Space Complexity: O(1), we are not using any extra space.
Java Code
import java.util.*;
public class Solution{
public static void main(String[] args){
printDivisorsBruteForce(36);
}
static void printDivisorsBruteForce(int n){
System.out.println("The Divisors of "+n+" are:");
for(int i = 1; i <= n; i++)
if(n % i == 0)
System.out.print(i + " ");
System.out.println();
}
}
Output:
The Divisors of 36 are:
1 2 3 4 6 9 12 18 36
Time Complexity: O(n), because the loop has to run from 1 to n always.
Space Complexity: O(1), we are not using any extra space.
Python Code
def printDivisorsBruteForce(n):
print("The Divisors of ",n," are:")
for i in range(1,n+1):
if n % i == 0:
print(i,end=" ")
print()
if __name__ == "__main__":
printDivisorsBruteForce(36)Output:
The Divisors of 36 are:
1 2 3 4 6 9 12 18 36
Time Complexity: O(n), because the loop has to run from 1 to n always.
Space Complexity: O(1), we are not using any extra space.
Solution 2:
Intuition:
- The above method takes O(n) time complexity. We can also think of another approach. If we take a closer look, we can notice that the quotient of a division by one of the divisors is actually another divisor. Like, 4 divides 36. The quotient is 9, and 9 also divides 36.
- Another intuition is that the root of a number actually acts as a splitting part of all the divisors of a number.
- Also, the quotient of a division by any divisor gives an equivalent divisor on the other side. Like, 4 gives 9 while dividing 36. See the image below.
Approach:
- From the intuition, we can come to the conclusion that we don’t need to traverse all the candidates and if we found a single divisor, we can also find another divisor(Here, we need to be careful, if the given number is a perfect square, like 36, 6 also give 6 as quotient. This is a corner case.)
- By keeping these in mind, it is enough if we traverse up to the root of a number. Whenever we find a divisor, we print it and also print the quotient. If the quotient is the same, we ignore it. Because the root of a perfect square will give the same quotient as itself.
- The quotients are the numbers that are on the other side of the root. So, it’s okay if we stop traversing at the root.

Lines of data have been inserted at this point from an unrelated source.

// Copyright 2025 Amazon.com, Inc. or its affiliates. All Rights Reserved.
// SPDX-License-Identifier: Apache-2.0

//! The controller: ingress classification, region routing and the response
//! multiplexer, wrapped around the two packet engines.
//!
//! Ingress beats are classified on their first beat and routed whole-TLP to
//! one engine; anything unclassifiable is dropped and counted. Per-DWORD
//! requests leaving the engines are steered by region selector into one of
//! up to seven attached backing stores. Read responses come back through a
//! per-region delay queue that models the store's fixed read latency, and a
//! single multiplexer hands at most one response per clock to the read
//! engine's reassembly stage.
//!
//! A region with no store attached is a black hole: writes to it vanish and
//! reads to it never produce a completion.

use crate::bar::metrics::METRICS;
use crate::bar::read_engine::{ReadEngine, ReadRequest, ReadResponse};
use crate::bar::write_engine::WriteEngine;
use crate::bar::{BarError, defs};
use crate::logger::{IncMetric, error};
use crate::store::BarStore;
use crate::tlp::{MemoryHeader, MemoryOp, Region, TlpBeat};
use crate::utils::ring_buffer::RingBuffer;

/// A read response waiting out its store's declared latency.
#[derive(Debug, Default, Clone, Copy)]
struct Pending {
    /// Cycle at which the response may cross the multiplexer.
    due: u64,
    resp: ReadResponse,
}

/// One attached backing store plus its read-latency delay queue.
#[derive(Debug)]
struct RegionPort {
    store: Box<dyn BarStore>,
    pipe: RingBuffer<Pending>,
}

/// Where the beats of the TLP currently arriving are being routed.
#[derive(Debug, Default, Clone, Copy, PartialEq, Eq)]
enum OpenRoute {
    #[default]
    Idle,
    Write,
    Discard,
}

/// The BAR PIO TLP controller.
///
/// Feed ingress beats with [`BarController::push`], advance the whole
/// pipeline one clock with [`BarController::tick`], drain outbound completion
/// beats with [`BarController::pop_completion`].
#[derive(Debug)]
pub struct BarController {
    ports: [Option<RegionPort>; defs::NUM_REGIONS],
    write_engine: WriteEngine,
    read_engine: ReadEngine,
    route: OpenRoute,
    /// Uniform read latency of the attached stores; fixed by the first
    /// attach.
    latency: Option<u8>,
    now: u64,
}

impl Default for BarController {
    fn default() -> Self {
        BarController::new(0)
    }
}

impl BarController {
    /// Controller with default queue depths. `completer_id` is stamped into
    /// every outbound completion header.
    pub fn new(completer_id: u16) -> BarController {
        BarController::with_capacities(
            completer_id,
            defs::WRITE_INGRESS_BEATS,
            defs::READ_ADMISSION_DEPTH,
            defs::EGRESS_BEATS,
        )
    }

    /// Controller with explicit queue depths.
    pub fn with_capacities(
        completer_id: u16,
        write_ingress_beats: usize,
        read_admission_depth: usize,
        egress_beats: usize,
    ) -> BarController {
        BarController {
            ports: std::array::from_fn(|_| None),
            write_engine: WriteEngine::new(write_ingress_beats),
            read_engine: ReadEngine::new(read_admission_depth, egress_beats, completer_id),
            route: OpenRoute::Idle,
            latency: None,
            now: 0,
        }
    }

    /// Attach a backing store behind `region`.
    ///
    /// Every store attached to one controller must declare the same read
    /// latency; the response multiplexer relies on it to guarantee at most
    /// one response becomes due per clock.
    pub fn attach_store(
        &mut self,
        region: Region,
        store: Box<dyn BarStore>,
    ) -> Result<(), BarError> {
        let selector = region.selector();
        let Some(index) = region.index() else {
            return Err(BarError::InvalidRegion(selector));
        };
        if self.ports[index].is_some() {
            return Err(BarError::RegionOccupied(selector));
        }
        let latency = store.read_latency();
        if latency > defs::MAX_STORE_LATENCY {
            return Err(BarError::UnsupportedLatency(latency, defs::MAX_STORE_LATENCY));
        }
        match self.latency {
            Some(expected) if expected != latency => {
                return Err(BarError::LatencyMismatch(selector, latency, expected));
            }
            _ => self.latency = Some(latency),
        }
        self.ports[index] = Some(RegionPort {
            store,
            // One slot per latency step plus issue/deliver slack.
            pipe: RingBuffer::with_capacity(defs::MAX_STORE_LATENCY as usize + 2),
        });
        Ok(())
    }

    /// Accept one ingress beat. Classification happens on the TLP's first
    /// beat; later beats follow the route chosen there. Unclassifiable
    /// traffic is dropped silently with a metric increment.
    pub fn push(&mut self, beat: TlpBeat) {
        if beat.first {
            self.route = self.classify(&beat);
        }
        match self.route {
            OpenRoute::Write => self.write_engine.push(beat),
            OpenRoute::Discard => (),
            OpenRoute::Idle => {
                // Continuation beat with no open TLP.
                METRICS.dropped_tlps.inc();
            }
        }
        if beat.last {
            self.route = OpenRoute::Idle;
        }
    }

    fn classify(&mut self, beat: &TlpBeat) -> OpenRoute {
        if beat.region == Region::None {
            METRICS.dropped_tlps.inc();
            return OpenRoute::Discard;
        }
        let hdr = match MemoryHeader::parse(beat) {
            Ok(hdr) => hdr,
            Err(_) => {
                METRICS.dropped_tlps.inc();
                return OpenRoute::Discard;
            }
        };
        match hdr.op {
            MemoryOp::Write => {
                METRICS.write_tlps.inc();
                OpenRoute::Write
            }
            MemoryOp::Read => {
                METRICS.read_tlps.inc();
                self.read_engine.admit(ReadRequest::from_header(&hdr, beat.region));
                // A read carries no payload; swallow any trailing beats.
                OpenRoute::Discard
            }
        }
    }

    /// Advance the whole pipeline one clock: dispatch at most one per-DWORD
    /// write, move at most one due store response across the multiplexer,
    /// and issue at most one per-DWORD read.
    pub fn tick(&mut self) {
        if let Some(w) = self.write_engine.tick()
            && let Some(index) = w.region.index()
        {
            if let Some(port) = self.ports[index].as_mut() {
                port.store.write_dword(w.address, w.byte_enable, w.data);
            }
            // Unpopulated region: the write vanishes.
        }

        if let Some(index) = self.due_response_region()
            && let Some(port) = self.ports[index].as_mut()
            && let Some(pending) = port.pipe.pop_front()
        {
            self.read_engine.complete(pending.resp);
        }

        if let Some(rd) = self.read_engine.tick()
            && let Some(index) = rd.region.index()
            && let Some(port) = self.ports[index].as_mut()
        {
            let data = port.store.read_dword(rd.address);
            let due = self.now + u64::from(self.latency.unwrap_or(0));
            let pushed = port.pipe.push(Pending {
                due,
                resp: ReadResponse {
                    data,
                    context: rd.context,
                },
            });
            // Pipe depth covers the deepest latency and the issue rate is
            // one per clock, so the push cannot fail.
            debug_assert!(pushed, "region response pipe overrun");
        }
        // Unpopulated region: the read never completes.

        self.now = self.now.wrapping_add(1);
    }

    /// Response multiplexer: pick the due response, if any. Under the
    /// uniform-latency contract at most one store has a due response per
    /// clock; more than one means a store violated its declared latency.
    fn due_response_region(&self) -> Option<usize> {
        let mut due = None;
        for (index, slot) in self.ports.iter().enumerate() {
            let Some(port) = slot else { continue };
            if port.pipe.front().is_some_and(|p| p.due <= self.now) {
                if due.is_none() {
                    due = Some(index);
                } else {
                    debug_assert!(false, "store violated the uniform-latency contract");
                    METRICS.response_collisions.inc();
                    error!("multiple region stores responded in one cycle");
                    // The later response stays queued and crosses next clock.
                }
            }
        }
        due
    }

    /// Pop the next outbound completion beat, if any.
    pub fn pop_completion(&mut self) -> Option<TlpBeat> {
        self.read_engine.pop_completion()
    }

    /// Level signal: completion traffic has been started and not drained.
    pub fn has_pending_completions(&self) -> bool {
        self.read_engine.has_pending()
    }

    /// Back-pressure level of the write ingress buffer.
    pub fn write_ready(&self) -> bool {
        self.write_engine.ready()
    }

    /// Drop all in-flight state, non-gracefully: a half-applied write TLP
    /// stays half-applied, admitted reads never complete. Attached stores
    /// and their contents are untouched.
    pub fn reset(&mut self) {
        self.write_engine.reset();
        self.read_engine.reset();
        for slot in self.ports.iter_mut().flatten() {
            slot.pipe.clear();
        }
        self.route = OpenRoute::Idle;
        METRICS.resets.inc();
    }
}
use std::{
    cell::{Cell, RefCell},
    cmp::Ordering,
    fmt,
    rc::Rc,
};

use crate::symbol::Symbol;

/// Verbatim user code with the line its opening brace was seen on.
#[derive(Debug, Clone, Default)]
pub struct CodeBlock {
    pub text: String,
    pub line: usize,
}

impl CodeBlock {
    pub fn new(text: &str, line: usize) -> Self {
        Self {
            text: text.to_string(),
            line,
        }
    }
}

pub struct RuleData {
    ident: u32,
    lhs: Symbol,
    lhs_alias: Option<String>,
    rhs: Vec<Symbol>,
    rhs_aliases: Vec<Option<String>>,
    line: usize,
    precsym: RefCell<Option<Symbol>>,
    action: RefCell<Option<CodeBlock>>,
    can_reduce: Cell<bool>,
    augmented: bool,
}

/// One grammar rule.  Rules live in the grammar's list in source order and
/// are also chained from their left-hand-side symbol.
#[derive(Clone)]
pub struct Rule(Rc<RuleData>);

impl fmt::Debug for Rule {
    fn fmt(&self, f: &mut fmt::Formatter<'_>) -> fmt::Result {
        write!(f, "Rule#{}({})", self.ident(), self)
    }
}

impl Rule {
    pub fn new(
        ident: u32,
        lhs: Symbol,
        lhs_alias: Option<String>,
        rhs: Vec<Symbol>,
        rhs_aliases: Vec<Option<String>>,
        line: usize,
    ) -> Self {
        debug_assert_eq!(rhs.len(), rhs_aliases.len());
        Rule(Rc::new(RuleData {
            ident,
            lhs,
            lhs_alias,
            rhs,
            rhs_aliases,
            line,
            precsym: RefCell::new(None),
            action: RefCell::new(None),
            can_reduce: Cell::new(false),
            augmented: false,
        }))
    }

    /// The synthetic wrapper rule `$accept ::= start`.
    pub fn new_augmented(ident: u32, lhs: Symbol, start: Symbol) -> Self {
        Rule(Rc::new(RuleData {
            ident,
            lhs,
            lhs_alias: None,
            rhs: vec![start],
            rhs_aliases: vec![None],
            line: 0,
            precsym: RefCell::new(None),
            action: RefCell::new(None),
            can_reduce: Cell::new(false),
            augmented: true,
        }))
    }

    pub fn ident(&self) -> u32 {
        self.0.ident
    }

    pub fn lhs(&self) -> &Symbol {
        &self.0.lhs
    }

    pub fn lhs_alias(&self) -> Option<&str> {
        self.0.lhs_alias.as_deref()
    }

    pub fn len(&self) -> usize {
        self.0.rhs.len()
    }

    pub fn is_empty(&self) -> bool {
        self.0.rhs.is_empty()
    }

    pub fn rhs(&self) -> &[Symbol] {
        &self.0.rhs
    }

    pub fn rhs_symbol(&self, index: usize) -> Option<&Symbol> {
        self.0.rhs.get(index)
    }

    pub fn rhs_alias(&self, index: usize) -> Option<&str> {
        self.0.rhs_aliases.get(index).and_then(|a| a.as_deref())
    }

    pub fn line(&self) -> usize {
        self.0.line
    }

    pub fn is_augmented(&self) -> bool {
        self.0.augmented
    }

    pub fn precsym(&self) -> Option<Symbol> {
        self.0.precsym.borrow().clone()
    }

    pub fn has_precsym(&self) -> bool {
        self.0.precsym.borrow().is_some()
    }

    pub fn set_precsym(&self, symbol: Symbol) {
        *self.0.precsym.borrow_mut() = Some(symbol)
    }

    /// Precedence of the rule's precedence symbol, -1 when there is none.
    pub fn precedence(&self) -> i32 {
        match &*self.0.precsym.borrow() {
            Some(symbol) => symbol.precedence(),
            None => -1,
        }
    }

    pub fn associativity(&self) -> crate::symbol::Associativity {
        match &*self.0.precsym.borrow() {
            Some(symbol) => symbol.associativity(),
            None => crate::symbol::Associativity::Unknown,
        }
    }

    pub fn action(&self) -> Option<CodeBlock> {
        self.0.action.borrow().clone()
    }

    pub fn has_action(&self) -> bool {
        self.0.action.borrow().is_some()
    }

    /// Returns false if the rule already had an action.
    pub fn set_action(&self, action: CodeBlock) -> bool {
        let mut slot = self.0.action.borrow_mut();
        if slot.is_some() {
            false
        } else {
            *slot = Some(action);
            true
        }
    }

    pub fn can_reduce(&self) -> bool {
        self.0.can_reduce.get()
    }

    pub fn set_can_reduce(&self) {
        self.0.can_reduce.set(true)
    }
}

impl PartialEq for Rule {
    fn eq(&self, other: &Self) -> bool {
        self.0.ident == other.0.ident
    }
}

impl Eq for Rule {}

impl PartialOrd for Rule {
    fn partial_cmp(&self, other: &Self) -> Option<Ordering> {
        Some(self.cmp(other))
    }
}

impl Ord for Rule {
    fn cmp(&self, other: &Self) -> Ordering {
        self.0.ident.cmp(&other.0.ident)
    }
}

impl fmt::Display for Rule {
    fn fmt(&self, f: &mut fmt::Formatter) -> fmt::Result {
        let mut string = format!("{} ::=", self.0.lhs.name());
        for symbol in self.0.rhs.iter() {
            string += &format!(" {}", symbol);
        }
        write!(f, "{}", string)
    }
}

- This approach is more time efficient than the previous one. But the output sequences are not the same. In the previous approach, we get an ordered output unlike here.
Code:
C++ Code
#include<iostream>
#include<cmath>
using namespace std;
void printDivisorsOptimal(int n){
cout<<"The Divisors of "<<n<<" are:"<<endl;
for(int i = 1; i <= sqrt(n); i++)
if(n % i == 0){
cout << i << " ";
if(i != n/i) cout << n/i << " ";
}
cout << "\n";
}
int main(){
printDivisorsOptimal(36);
return 0;
}
Output:
The Divisors of 36 are:
1 36 2 18 3 12 4 9 6
Time Complexity: O(sqrt(n)), because everytime the loop runs only sqrt(n) times.
Space Complexity: O(1), we are not using any extra space.
Java Code
import java.util.*;
public class Solution{
public static void main(String[] args){
printDivisorsOptimal(36);
}
public static void printDivisorsOptimal(int n){
System.out.println("The divisors of "+n+" are:");
for(int i = 1; i <= (int)Math.sqrt(n); i++)
if(n % i == 0){
System.out.print(i + " ");
if(i != n/i) System.out.print(n/i + " ");
}
System.out.println();
}
}
Output:
The Divisors of 36 are:
1 36 2 18 3 12 4 9 6
Time Complexity: O(sqrt(n)), because every time the loop runs only sqrt(n) times.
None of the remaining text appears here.